*** MATERIAL FOR THE TASK ***

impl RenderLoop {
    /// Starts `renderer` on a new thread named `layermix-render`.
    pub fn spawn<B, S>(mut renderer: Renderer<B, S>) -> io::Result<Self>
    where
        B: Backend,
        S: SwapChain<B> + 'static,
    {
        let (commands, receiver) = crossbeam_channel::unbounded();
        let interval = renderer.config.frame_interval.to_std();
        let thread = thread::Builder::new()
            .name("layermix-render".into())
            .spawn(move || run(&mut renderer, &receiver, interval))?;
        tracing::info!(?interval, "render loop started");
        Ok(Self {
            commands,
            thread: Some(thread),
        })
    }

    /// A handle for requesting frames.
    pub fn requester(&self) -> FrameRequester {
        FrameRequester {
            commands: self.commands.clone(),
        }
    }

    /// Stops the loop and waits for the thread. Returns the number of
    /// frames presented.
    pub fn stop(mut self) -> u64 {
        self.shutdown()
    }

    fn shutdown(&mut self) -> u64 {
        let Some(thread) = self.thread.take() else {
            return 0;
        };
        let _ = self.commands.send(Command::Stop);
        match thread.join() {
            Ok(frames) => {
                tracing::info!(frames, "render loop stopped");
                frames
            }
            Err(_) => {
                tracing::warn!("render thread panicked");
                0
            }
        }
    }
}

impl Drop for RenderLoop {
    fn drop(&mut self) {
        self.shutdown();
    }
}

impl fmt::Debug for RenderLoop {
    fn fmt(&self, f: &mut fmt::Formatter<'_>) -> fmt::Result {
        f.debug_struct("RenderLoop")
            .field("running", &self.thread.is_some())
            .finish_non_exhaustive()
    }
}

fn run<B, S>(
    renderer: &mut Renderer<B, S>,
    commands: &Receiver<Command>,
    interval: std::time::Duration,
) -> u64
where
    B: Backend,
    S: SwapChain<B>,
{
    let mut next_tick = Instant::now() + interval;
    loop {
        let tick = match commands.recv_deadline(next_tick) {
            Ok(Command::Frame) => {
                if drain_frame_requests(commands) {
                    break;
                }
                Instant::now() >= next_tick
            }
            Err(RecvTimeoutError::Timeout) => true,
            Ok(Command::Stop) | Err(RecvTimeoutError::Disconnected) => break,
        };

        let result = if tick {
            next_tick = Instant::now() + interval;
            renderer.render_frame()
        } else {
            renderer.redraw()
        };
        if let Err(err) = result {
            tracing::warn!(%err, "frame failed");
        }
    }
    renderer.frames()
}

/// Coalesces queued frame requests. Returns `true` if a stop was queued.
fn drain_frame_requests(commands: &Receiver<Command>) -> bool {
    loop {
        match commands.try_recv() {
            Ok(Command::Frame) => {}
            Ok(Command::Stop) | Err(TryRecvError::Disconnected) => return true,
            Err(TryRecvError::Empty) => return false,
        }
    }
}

***

* **ACTIVITY**
Would you show each line of the listing above that has the string "tracing"?

* **OUTPUT OF THE TASK**
        tracing::info!(?interval, "render loop started");
                tracing::info!(frames, "render loop stopped");
                tracing::warn!("render thread panicked");
            tracing::warn!(%err, "frame failed");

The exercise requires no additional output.